Aim of the task
Write out the full listing exactly as it appears below.

Provided entries
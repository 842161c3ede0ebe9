use dioxus::prelude::*;

use super::layout::Layout;
use super::ranking::ranking_section;
use super::search::search_panel;
use super::HomeView;
use crate::templates::render_document;

#[allow(non_snake_case)]
#[component]
fn HomePage(data: HomeView) -> Element {
    let plan_label = if data.search.plan == "pro" { "Pro plan" } else { "Free plan" };
    rsx! {
        Layout { title: "Search".to_string(), active_page: "search".to_string(), auto_refresh: data.search.loading,
            div { class: "flex items-center justify-between mb-4",
                h2 { class: "text-2xl font-bold", "Find profiles" }
                span { class: "text-xs px-2 py-1 rounded-full bg-gray-100 text-gray-600", "{plan_label}" }
            }
            { search_panel(&data.search) }
            div { class: "mt-8",
                { ranking_section(&data.ranking) }
            }
        }
    }
}

pub fn render_home(data: HomeView) -> String {
    render_document(VirtualDom::new_with_props(HomePage, HomePageProps { data }))
}

#[cfg(test)]
mod tests {
    use super::*;
    use crate::components::{network_options, RankingView, ResultsView, RowView, SearchView};
    use socialsearch_common::Network;

    fn search_view(results: ResultsView) -> SearchView {
        SearchView {
            text: "sunset".to_string(),
            networks: network_options(Some(Network::TikTok)),
            plan: "free".to_string(),
            can_submit: true,
            loading: false,
            show_favorite: false,
            can_favorite: false,
            favorited: false,
            results,
        }
    }

    fn home(search: SearchView) -> String {
        render_home(HomeView {
            search,
            ranking: RankingView::Empty,
        })
    }

    #[test]
    fn free_plan_has_no_favorite_form() {
        let html = home(search_view(ResultsView::Empty));
        assert!(html.contains("action=\"/search\""));
        assert!(!html.contains("action=\"/favorite\""));
    }

    #[test]
    fn pro_plan_shows_favorite_button() {
        let mut view = search_view(ResultsView::Rows {
            network_label: "TikTok".to_string(),
            rows: vec![RowView {
                title: Some("sunset.daily".to_string()),
                fields: vec![("username".to_string(), "sunset.daily".to_string())],
            }],
        });
        view.plan = "pro".to_string();
        view.show_favorite = true;
        view.can_favorite = true;

        let html = home(view);
        assert!(html.contains("action=\"/favorite\""));
        assert!(html.contains("Favorite"));
        assert!(html.contains("sunset.daily"));
        assert!(html.contains("Pro plan"));
    }

    #[test]
    fn empty_result_shows_no_results_message() {
        let html = home(search_view(ResultsView::Empty));
        assert!(html.contains("No results for your search"));
        assert!(!html.contains("search-results"));
    }

    #[test]
    fn never_searched_shows_no_message() {
        let html = home(search_view(ResultsView::Hidden));
        assert!(!html.contains("search-status"));
        assert!(!html.contains("No results for your search"));
    }

    #[test]
    fn failure_is_not_reported_as_empty() {
        let html = home(search_view(ResultsView::Failed));
        assert!(html.contains("could not be completed"));
        assert!(!html.contains("No results for your search"));
    }

    #[test]
    fn loading_page_refreshes_itself() {
        let mut view = search_view(ResultsView::Loading);
        view.loading = true;
        view.can_submit = false;

        let html = home(view);
        assert!(html.contains("Searching"));
        assert!(html.contains("http-equiv=\"refresh\""));
        assert!(!html.contains("addEventListener"));
    }

    #[test]
    fn idle_page_does_not_refresh() {
        let html = home(search_view(ResultsView::Hidden));
        assert!(!html.contains("http-equiv"));
    }
}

Exercise output
repository 842161c3ede0ebe9
use dioxus::prelude::*;

use super::layout::Layout;
use super::ranking::ranking_section;
use super::search::search_panel;
use super::HomeView;
use crate::templates::render_document;

#[allow(non_snake_case)]
#[component]
fn HomePage(data: HomeView) -> Element {
    let plan_label = if data.search.plan == "pro" { "Pro plan" } else { "Free plan" };
    rsx! {
        Layout { title: "Search".to_string(), active_page: "search".to_string(), auto_refresh: data.search.loading,
            div { class: "flex items-center justify-between mb-4",
                h2 { class: "text-2xl font-bold", "Find profiles" }
                span { class: "text-xs px-2 py-1 rounded-full bg-gray-100 text-gray-600", "{plan_label}" }
            }
            { search_panel(&data.search) }
            div { class: "mt-8",
                { ranking_section(&data.ranking) }
            }
        }
    }
}

pub fn render_home(data: HomeView) -> String {
    render_document(VirtualDom::new_with_props(HomePage, HomePageProps { data }))
}

#[cfg(test)]
mod tests {
    use super::*;
    use crate::components::{network_options, RankingView, ResultsView, RowView, SearchView};
    use socialsearch_common::Network;

    fn search_view(results: ResultsView) -> SearchView {
        SearchView {
            text: "sunset".to_string(),
            networks: network_options(Some(Network::TikTok)),
            plan: "free".to_string(),
            can_submit: true,
            loading: false,
            show_favorite: false,
            can_favorite: false,
            favorited: false,
            results,
        }
    }

    fn home(search: SearchView) -> String {
        render_home(HomeView {
            search,
            ranking: RankingView::Empty,
        })
    }

    #[test]
    fn free_plan_has_no_favorite_form() {
        let html = home(search_view(ResultsView::Empty));
        assert!(html.contains("action=\"/search\""));
        assert!(!html.contains("action=\"/favorite\""));
    }

    #[test]
    fn pro_plan_shows_favorite_button() {
        let mut view = search_view(ResultsView::Rows {
            network_label: "TikTok".to_string(),
            rows: vec![RowView {
                title: Some("sunset.daily".to_string()),
                fields: vec![("username".to_string(), "sunset.daily".to_string())],
            }],
        });
        view.plan = "pro".to_string();
        view.show_favorite = true;
        view.can_favorite = true;

        let html = home(view);
        assert!(html.contains("action=\"/favorite\""));
        assert!(html.contains("Favorite"));
        assert!(html.contains("sunset.daily"));
        assert!(html.contains("Pro plan"));
    }

    #[test]
    fn empty_result_shows_no_results_message() {
        let html = home(search_view(ResultsView::Empty));
        assert!(html.contains("No results for your search"));
        assert!(!html.contains("search-results"));
    }

    #[test]
    fn never_searched_shows_no_message() {
        let html = home(search_view(ResultsView::Hidden));
        assert!(!html.contains("search-status"));
        assert!(!html.contains("No results for your search"));
    }

    #[test]
    fn failure_is_not_reported_as_empty() {
        let html = home(search_view(ResultsView::Failed));
        assert!(html.contains("could not be completed"));
        assert!(!html.contains("No results for your search"));
    }

    #[test]
    fn loading_page_refreshes_itself() {
        let mut view = search_view(ResultsView::Loading);
        view.loading = true;
        view.can_submit = false;

        let html = home(view);
        assert!(html.contains("Searching"));
        assert!(html.contains("http-equiv=\"refresh\""));
        assert!(!html.contains("addEventListener"));
    }

    #[test]
    fn idle_page_does_not_refresh() {
        let html = home(search_view(ResultsView::Hidden));
        assert!(!html.contains("http-equiv"));
    }
}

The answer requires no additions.